_Input material_
• • • • •

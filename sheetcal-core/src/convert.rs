//! One conversion run: load the table, build an event per row, render the
//! calendar and write it atomically.

use std::fmt;
use std::io::Write;
use std::path::{Path, PathBuf};
use std::str::FromStr;

use tempfile::NamedTempFile;
use tracing::{debug, info, warn};

use crate::error::{ConvertError, ConvertResult, RowError};
use crate::event;
use crate::ics::CalendarDocument;
use crate::mapping::{self, ColumnMapping};
use crate::table::{Table, is_blank_row};
use crate::temporal::{DateOrder, TemporalResolver, TimeZoneSpec};

/// What to do when a data row cannot be converted.
#[derive(Debug, Clone, Copy, PartialEq, Eq, Default)]
pub enum RunMode {
    /// Stop at the first bad row and write nothing.
    #[default]
    Abort,
    /// Check every row, report all failures and write nothing if any failed.
    Collect,
    /// Write the good rows and report the bad ones in the run report.
    Skip,
}

impl RunMode {
    pub fn as_str(&self) -> &'static str {
        match self {
            RunMode::Abort => "abort",
            RunMode::Collect => "collect",
            RunMode::Skip => "skip",
        }
    }
}

impl fmt::Display for RunMode {
    fn fmt(&self, f: &mut fmt::Formatter<'_>) -> fmt::Result {
        f.write_str(self.as_str())
    }
}

impl FromStr for RunMode {
    type Err = ConvertError;

    fn from_str(s: &str) -> Result<Self, Self::Err> {
        match s.trim().to_ascii_lowercase().as_str() {
            "abort" => Ok(RunMode::Abort),
            "collect" => Ok(RunMode::Collect),
            "skip" => Ok(RunMode::Skip),
            other => Err(ConvertError::Config(format!(
                "Unknown mode '{other}'. Expected abort, collect or skip"
            ))),
        }
    }
}

/// Everything one run needs.
#[derive(Debug, Clone)]
pub struct ConvertOptions {
    pub input: PathBuf,
    pub output: PathBuf,
    /// `None` uses the default positional layout.
    pub mapping: Option<ColumnMapping>,
    pub zone: TimeZoneSpec,
    pub order: DateOrder,
    pub mode: RunMode,
}

impl ConvertOptions {
    /// Options with the default zone, date order, mapping and mode.
    pub fn new(input: impl Into<PathBuf>, output: impl Into<PathBuf>) -> Self {
        ConvertOptions {
            input: input.into(),
            output: output.into(),
            mapping: None,
            zone: TimeZoneSpec::default(),
            order: DateOrder::default(),
            mode: RunMode::default(),
        }
    }
}

/// Outcome of a successful run.
#[derive(Debug, Clone, PartialEq)]
pub struct ConvertReport {
    pub output: PathBuf,
    /// Number of VEVENTs written.
    pub events: usize,
    /// Fully blank data rows that were passed over.
    pub skipped_blank: usize,
    /// Rows left out in skip mode. Always empty in the other modes.
    pub skipped: Vec<RowError>,
}

/// Convert `options.input` into an ICS file at `options.output`.
///
/// The destination is only created or replaced when the run succeeds.
pub fn convert(options: &ConvertOptions) -> ConvertResult<ConvertReport> {
    let input = options.input.as_path();
    debug!(input = %input.display(), zone = %options.zone, mode = %options.mode, "starting conversion");

    let table = Table::load(input)?;
    let mapping = mapping::resolve(table.header(), options.mapping.clone());
    let resolver = TemporalResolver::new(options.zone, options.order);

    let mut document = CalendarDocument::new();
    let mut failures = Vec::new();
    let mut skipped_blank = 0;

    for (row_number, row) in table.data_rows() {
        if is_blank_row(row) {
            debug!(row = row_number, "skipping blank row");
            skipped_blank += 1;
            continue;
        }

        match event::build(row, row_number, &mapping, &resolver) {
            Ok(record) => document.append(record),
            Err(error) => match options.mode {
                RunMode::Abort => {
                    return Err(ConvertError::Row {
                        path: input.to_path_buf(),
                        error,
                    });
                }
                RunMode::Collect => failures.push(error),
                RunMode::Skip => {
                    warn!(path = %input.display(), "skipping {error}");
                    failures.push(error);
                }
            },
        }
    }

    if document.is_empty() && failures.is_empty() {
        return Err(ConvertError::TableEmpty {
            path: input.to_path_buf(),
        });
    }

    if options.mode == RunMode::Collect && !failures.is_empty() {
        return Err(ConvertError::Rows {
            path: input.to_path_buf(),
            errors: failures,
        });
    }

    write_atomically(&options.output, &document.render())?;

    info!(
        output = %options.output.display(),
        events = document.len(),
        skipped = failures.len(),
        blank = skipped_blank,
        "wrote calendar"
    );

    Ok(ConvertReport {
        output: options.output.clone(),
        events: document.len(),
        skipped_blank,
        skipped: failures,
    })
}

/// Write `contents` to a temporary file next to `path`, then rename it into
/// place. The temporary file is removed if anything fails.
fn write_atomically(path: &Path, contents: &[u8]) -> ConvertResult<()> {
    let output_error = |source: std::io::Error| ConvertError::OutputWrite {
        path: path.to_path_buf(),
        source,
    };

    let dir = match path.parent() {
        Some(parent) if !parent.as_os_str().is_empty() => parent,
        _ => Path::new("."),
    };

    let mut file = NamedTempFile::new_in(dir).map_err(output_error)?;
    file.write_all(contents).map_err(output_error)?;
    file.flush().map_err(output_error)?;
    file.persist(path).map_err(|e| output_error(e.error))?;

    Ok(())
}

#[cfg(test)]
mod tests {
    use super::*;

    #[test]
    fn run_mode_parses_case_insensitively() {
        assert_eq!("abort".parse::<RunMode>().unwrap(), RunMode::Abort);
        assert_eq!("Collect".parse::<RunMode>().unwrap(), RunMode::Collect);
        assert_eq!(" SKIP ".parse::<RunMode>().unwrap(), RunMode::Skip);
        assert!("retry".parse::<RunMode>().is_err());
    }

    #[test]
    fn default_mode_is_abort() {
        assert_eq!(RunMode::default(), RunMode::Abort);
        assert_eq!(ConvertOptions::new("a.csv", "b.ics").mode, RunMode::Abort);
    }

    #[test]
    fn atomic_write_replaces_existing_file() {
        let dir = tempfile::tempdir().unwrap();
        let path = dir.path().join("out.ics");
        std::fs::write(&path, "old").unwrap();

        write_atomically(&path, b"new").unwrap();

        assert_eq!(std::fs::read_to_string(&path).unwrap(), "new");
        let leftovers = std::fs::read_dir(dir.path()).unwrap().count();
        assert_eq!(leftovers, 1, "Temporary file should have been renamed away");
    }

    #[test]
    fn atomic_write_into_missing_directory_fails_with_path() {
        let dir = tempfile::tempdir().unwrap();
        let path = dir.path().join("missing").join("out.ics");

        let err = write_atomically(&path, b"data").unwrap_err();
        match err {
            ConvertError::OutputWrite { path: reported, .. } => assert_eq!(reported, path),
            other => panic!("Expected OutputWrite, got {other:?}"),
        }
    }
}
//! Date/time parsing and time zone localization.
//!
//! Cells hold dates and times in whatever shape the spreadsheet author typed
//! them. The date and time tokens are joined, normalized and matched against a
//! list of common layouts; `fuzzydate` is the fallback for natural phrases.
//! The resulting wall-clock value is then localized into the run's zone.

use std::fmt;
use std::str::FromStr;

use chrono::{
    DateTime, Duration, LocalResult, NaiveDate, NaiveDateTime, NaiveTime, Offset, TimeZone,
};
use chrono_tz::{OffsetComponents, Tz};
use thiserror::Error;

/// Zone used when the caller does not pick one.
pub const DEFAULT_TIME_ZONE: &str = "US/Eastern";

/// Name that resolves to the system time zone.
pub const LOCAL_TIME_ZONE: &str = "local";

#[derive(Error, Debug, Clone, PartialEq)]
pub enum TemporalError {
    #[error("could not parse date/time \"{input}\"")]
    Parse { input: String },

    #[error("unknown time zone '{zone}'")]
    Zone { zone: String },
}

/// A resolved IANA time zone, applied to every event of a run.
#[derive(Debug, Clone, Copy, PartialEq, Eq)]
pub struct TimeZoneSpec {
    tz: Tz,
}

impl TimeZoneSpec {
    pub fn new(tz: Tz) -> Self {
        TimeZoneSpec { tz }
    }

    /// Resolve a zone identifier such as `America/New_York`.
    /// `local` resolves to the system zone.
    pub fn parse(name: &str) -> Result<Self, TemporalError> {
        let name = name.trim();

        if name.eq_ignore_ascii_case(LOCAL_TIME_ZONE) {
            let system = iana_time_zone::get_timezone().map_err(|_| TemporalError::Zone {
                zone: LOCAL_TIME_ZONE.to_string(),
            })?;
            return Self::parse(&system);
        }

        name.parse::<Tz>()
            .map(Self::new)
            .map_err(|_| TemporalError::Zone {
                zone: name.to_string(),
            })
    }

    pub fn tz(&self) -> Tz {
        self.tz
    }

    pub fn name(&self) -> &'static str {
        self.tz.name()
    }

    /// Interpret a wall-clock value as local time in this zone.
    ///
    /// Ambiguous times (clocks going back) resolve to standard time.
    /// Times inside a gap (clocks going forward) use the offset in force
    /// before the gap, so 02:30 in a one-hour gap lands on 03:30.
    pub fn localize(&self, naive: NaiveDateTime) -> DateTime<Tz> {
        match self.tz.from_local_datetime(&naive) {
            LocalResult::Single(dt) => dt,
            LocalResult::Ambiguous(earliest, latest) => {
                if earliest.offset().dst_offset() == Duration::zero() {
                    earliest
                } else {
                    latest
                }
            }
            LocalResult::None => {
                let before = self.tz.offset_from_utc_datetime(&(naive - Duration::days(1)));
                let utc = naive - Duration::seconds(before.fix().local_minus_utc().into());
                self.tz.from_utc_datetime(&utc)
            }
        }
    }
}

impl Default for TimeZoneSpec {
    fn default() -> Self {
        TimeZoneSpec::new(chrono_tz::US::Eastern)
    }
}

impl FromStr for TimeZoneSpec {
    type Err = TemporalError;

    fn from_str(s: &str) -> Result<Self, Self::Err> {
        Self::parse(s)
    }
}

impl fmt::Display for TimeZoneSpec {
    fn fmt(&self, f: &mut fmt::Formatter<'_>) -> fmt::Result {
        f.write_str(self.name())
    }
}

/// How to read all-numeric dates like `01/02/2024`.
#[derive(Debug, Clone, Copy, PartialEq, Eq, Default)]
pub enum DateOrder {
    /// `01/02/2024` is January 2nd.
    #[default]
    MonthFirst,
    /// `01/02/2024` is February 1st.
    DayFirst,
}

/// Turns date and time tokens into zoned instants for one run.
#[derive(Debug, Clone, Copy, Default)]
pub struct TemporalResolver {
    pub zone: TimeZoneSpec,
    pub order: DateOrder,
}

impl TemporalResolver {
    pub fn new(zone: TimeZoneSpec, order: DateOrder) -> Self {
        TemporalResolver { zone, order }
    }

    pub fn resolve(&self, date: &str, time: &str) -> Result<DateTime<Tz>, TemporalError> {
        let naive = parse_naive(date, time, self.order)?;
        Ok(self.zone.localize(naive))
    }
}

/// Resolve a date and time token into `zone`, reading numeric dates month first.
pub fn resolve(date: &str, time: &str, zone: &TimeZoneSpec) -> Result<DateTime<Tz>, TemporalError> {
    TemporalResolver::new(*zone, DateOrder::MonthFirst).resolve(date, time)
}

const ISO_DATES: &[&str] = &["%Y-%m-%d", "%Y/%m/%d", "%Y.%m.%d", "%Y%m%d"];

// Two-digit years come first: `%Y` would happily read `24` as year 24.
const MONTH_FIRST_DATES: &[&str] = &[
    "%m/%d/%y", "%m/%d/%Y", "%m-%d-%y", "%m-%d-%Y", "%m.%d.%y", "%m.%d.%Y",
];

const DAY_FIRST_DATES: &[&str] = &[
    "%d/%m/%y", "%d/%m/%Y", "%d-%m-%y", "%d-%m-%Y", "%d.%m.%y", "%d.%m.%Y",
];

const TEXTUAL_DATES: &[&str] = &["%B %d %Y", "%d %B %Y", "%Y %B %d", "%B-%d-%Y", "%d-%B-%Y"];

const TIMES: &[&str] = &[
    "%H:%M:%S%.f",
    "%H:%M",
    "%I:%M:%S %p",
    "%I:%M %p",
];

const WEEKDAYS: &[&str] = &[
    "monday", "tuesday", "wednesday", "thursday", "friday", "saturday", "sunday", "mon", "tue",
    "tues", "wed", "thu", "thur", "thurs", "fri", "sat", "sun",
];

/// Parse `"{date} {time}"` into a wall-clock value.
///
/// An empty time token means midnight. An empty date token, or one holding
/// only a clock time, is an error. All-numeric dates are only read with the
/// layouts of `order`, never guessed.
pub fn parse_naive(date: &str, time: &str, order: DateOrder) -> Result<NaiveDateTime, TemporalError> {
    let date = date.trim();
    let input = format!("{} {}", date, time.trim()).trim().to_string();

    if date.is_empty() || is_time_only(date) {
        return Err(TemporalError::Parse { input });
    }

    let normalized = normalize(&input);
    if let Some(dt) = parse_with_layouts(&normalized, order) {
        return Ok(dt);
    }

    // fuzzydate reads numeric dates month first whatever the run's order is
    if is_numeric_date(date) {
        return Err(TemporalError::Parse { input });
    }

    fuzzydate::parse(&normalized).map_err(|_| TemporalError::Parse { input })
}

/// `12/31/2024`, `2024-03-01`, `25.12.24`, `20240301`.
fn is_numeric_date(date: &str) -> bool {
    date.bytes().any(|b| b.is_ascii_digit())
        && date
            .bytes()
            .all(|b| b.is_ascii_digit() || matches!(b, b'/' | b'-' | b'.'))
}

/// A token like `10:00`, `9am` or `noon` that carries no date at all.
fn is_time_only(date: &str) -> bool {
    let normalized = normalize(date);
    TIMES
        .iter()
        .any(|layout| NaiveTime::parse_from_str(&normalized, layout).is_ok())
}

fn date_layouts(input: &str, order: DateOrder) -> impl Iterator<Item = &'static str> {
    let numeric = match order {
        DateOrder::MonthFirst => MONTH_FIRST_DATES,
        DateOrder::DayFirst => DAY_FIRST_DATES,
    };
    // `%Y` also accepts short years, so year-first layouts are only offered
    // when the input really starts with a four digit year.
    let iso: &[&str] = if starts_with_year(input) { ISO_DATES } else { &[] };
    numeric.iter().chain(iso).chain(TEXTUAL_DATES).copied()
}

fn starts_with_year(input: &str) -> bool {
    input.bytes().take_while(u8::is_ascii_digit).count() >= 4
}

fn parse_with_layouts(input: &str, order: DateOrder) -> Option<NaiveDateTime> {
    for date_layout in date_layouts(input, order) {
        if let Ok(date) = NaiveDate::parse_from_str(input, date_layout) {
            return date.and_hms_opt(0, 0, 0);
        }
        for time_layout in TIMES {
            let layout = format!("{date_layout} {time_layout}");
            if let Ok(dt) = NaiveDateTime::parse_from_str(input, &layout) {
                return Some(dt);
            }
        }
    }
    None
}

/// Lowercase, drop commas and weekday names, split `9am` into `9 am`,
/// strip ordinal suffixes, swap `noon`/`midnight` for clock times and give
/// bare meridiem hours their minutes.
fn normalize(input: &str) -> String {
    let lower = input
        .to_lowercase()
        .replace("a.m.", "am")
        .replace("p.m.", "pm")
        .replace(',', " ");

    // ISO `2024-03-01T09:00` separator
    let chars: Vec<char> = lower.chars().collect();
    let spaced: String = chars
        .iter()
        .enumerate()
        .map(|(i, &c)| {
            let between_digits = i > 0
                && chars[i - 1].is_ascii_digit()
                && chars.get(i + 1).is_some_and(|n| n.is_ascii_digit());
            if c == 't' && between_digits { ' ' } else { c }
        })
        .collect();

    let mut words: Vec<String> = Vec::new();
    for word in spaced.split_whitespace() {
        if words.is_empty() && WEEKDAYS.contains(&word) {
            continue;
        }
        match word {
            "noon" => words.push("12:00".to_string()),
            "midnight" => words.push("00:00".to_string()),
            _ => {
                let word = strip_ordinal(word);
                match split_meridiem(word) {
                    Some((clock, meridiem)) => {
                        words.push(clock.to_string());
                        words.push(meridiem.to_string());
                    }
                    None => words.push(word.to_string()),
                }
            }
        }
    }

    // chrono needs minutes, so a bare `9 pm` becomes `9:00 pm`
    for i in 1..words.len() {
        let is_meridiem = words[i] == "am" || words[i] == "pm";
        let prev = &words[i - 1];
        if is_meridiem && (1..=2).contains(&prev.len()) && prev.bytes().all(|b| b.is_ascii_digit()) {
            words[i - 1] = format!("{prev}:00");
        }
    }

    words.join(" ")
}

/// `1st` → `1`, `22nd` → `22`; anything else unchanged.
fn strip_ordinal(word: &str) -> &str {
    for suffix in ["st", "nd", "rd", "th"] {
        if let Some(number) = word.strip_suffix(suffix)
            && !number.is_empty()
            && number.bytes().all(|b| b.is_ascii_digit())
        {
            return number;
        }
    }
    word
}

/// `9am` → (`9`, `am`), `10:30pm` → (`10:30`, `pm`).
fn split_meridiem(word: &str) -> Option<(&str, &str)> {
    ["am", "pm"].into_iter().find_map(|meridiem| {
        let clock = word.strip_suffix(meridiem)?;
        let ends_in_digit = clock.bytes().last().is_some_and(|b| b.is_ascii_digit());
        ends_in_digit.then_some((clock, meridiem))
    })
}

• • • • •

_Aim of the task_
All that belongs in your answer is the stretch of entries above from the line with "pub fn new(zone: TimeZoneSpec, order: DateOrder)" through the line with "const MONTH_FIRST_DATES: &[&str]", printed exactly.

_Answer to this task_
    pub fn new(zone: TimeZoneSpec, order: DateOrder) -> Self {
        TemporalResolver { zone, order }
    }

    pub fn resolve(&self, date: &str, time: &str) -> Result<DateTime<Tz>, TemporalError> {
        let naive = parse_naive(date, time, self.order)?;
        Ok(self.zone.localize(naive))
    }
}

/// Resolve a date and time token into `zone`, reading numeric dates month first.
pub fn resolve(date: &str, time: &str, zone: &TimeZoneSpec) -> Result<DateTime<Tz>, TemporalError> {
    TemporalResolver::new(*zone, DateOrder::MonthFirst).resolve(date, time)
}

const ISO_DATES: &[&str] = &["%Y-%m-%d", "%Y/%m/%d", "%Y.%m.%d", "%Y%m%d"];

// Two-digit years come first: `%Y` would happily read `24` as year 24.
const MONTH_FIRST_DATES: &[&str] = &[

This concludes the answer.